Chapitre 15

Ce que les Anges ont de commun avec les Elfes

Chapitre 14L'A.V.C.

ET L’ELFE

Regardes-moi. Fixes-moi dans les yeux et dis-moi que RIEN DE PIRE NE VA NOUS ARRIVER.

Un jour, une vie.
Un jour, un pays.
Un jour, un monde.
Un jour, un système habité.
Un jour, et toutes croyances ancestrales implosent.
A moins que quelque chose de nouveau nous permette de nous disperser. Ainsi vint la conquête de l’espace…
Ainsi libéra-t-elle l’homme de la Question.

I

l n’y a peut-être que moi, les importés, ou vous, pour comprendre. Peut-être que les gens d’ici sont trop loin de notre bonne vieille Terre. Peut-être que les étoiles les ont ouverts à un univers si vaste qu’il leur est impossible de revenir sur le passé, sur eux, s’intéresser ou chercher à comprendre qui ils sont, d’où ils viennent… Il reste bien quelques heures d’enseignements données à chaque enfant, tout au moins sur Terre et dans les systèmes proches du cœur de la fédération, il reste bien quelques écrits parcourus rarement, il reste bien quelques traces dans des musées ou des bibliothèques, électroniques ou non… il reste peu de personnes qui se soucient du Pourquoi.

Le Comment, il a été écrit à notre époque, et 1400 ans plus tard on n’a pas cherché plus loin, on n’a pas trouvé plus de réponses. On a seulement comblé certains vides, mais finalement, on en est resté au même point.
Le Pourquoi, personne n’y a répondu. Il faut croire que cette question restera pour toujours sans réponse. A moins que… Cependant, je ne sais pas si connaître la réponse serait utile à quoi que ce soit.
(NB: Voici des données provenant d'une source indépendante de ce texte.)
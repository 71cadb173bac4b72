//! Panorama-only configuration: device groups, templates, template stacks
//! and plugin-owned objects.
//!
//! These live directly under Panorama's device entry, so their namespaces
//! take `()` as the location.

pub mod device_group;
pub mod gcp_account;
pub mod template;
pub mod template_stack;

pub use device_group::DeviceGroup;
pub use gcp_account::GcpAccount;
pub use template::Template;
pub use template_stack::TemplateStack;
Quand bien même on apprendrait Pourquoi l’Homme, je ne sais ce que l’on en ferait. Regardez vous devant un miroir, ne vous demandez pas pourquoi vous, petite personne égoïste, existez. Mais demandez-vous pourquoi l’Homme existe. Pourquoi est-il devenu l’espèce intelligente dominante.

Mis à part des philosophes, personne n’a réellement tenté de donner une réponse. Quelques uns cherchent encore… mais ils se font rares. La philosophie n’est pas une science beaucoup pratiquée, si toutefois on peut la qualifier de science à cette époque. Et qui s’intéresse aux philosophes ? Déjà, on ne cerne pas grand-chose de leur esprit torturé… Aujourd’hui, ils ne sont pas ou plus considérés du tout. Dans l’Empire, ils amusent quelques fois le Roi, dans le reste de l’univers ils sont des gens à part, seuls ou entres eux, à étudier dans des bibliothèques ou tergiverser éternellement dans des salons à chercher des réponses à des questions qui n’intéressent plus personne, à rédiger des mémoires et des comptes rendus de réflexions qui n’ont d’importance que pour eux.

Que reste-t-il ? La Religion ? Sa seule réponse a toujours été la Génèse, l’Heptaméron, Adam et Eve, et leur malheureux petit malentendu : une pomme et un serpent. On n’ira pas loin avec ça, même si cela a suffit à conduire des millions d’hommes à penser que la réponse se trouve du côté de Dieu(x), dans un paradis illusoire dont personne n’est jamais revenu.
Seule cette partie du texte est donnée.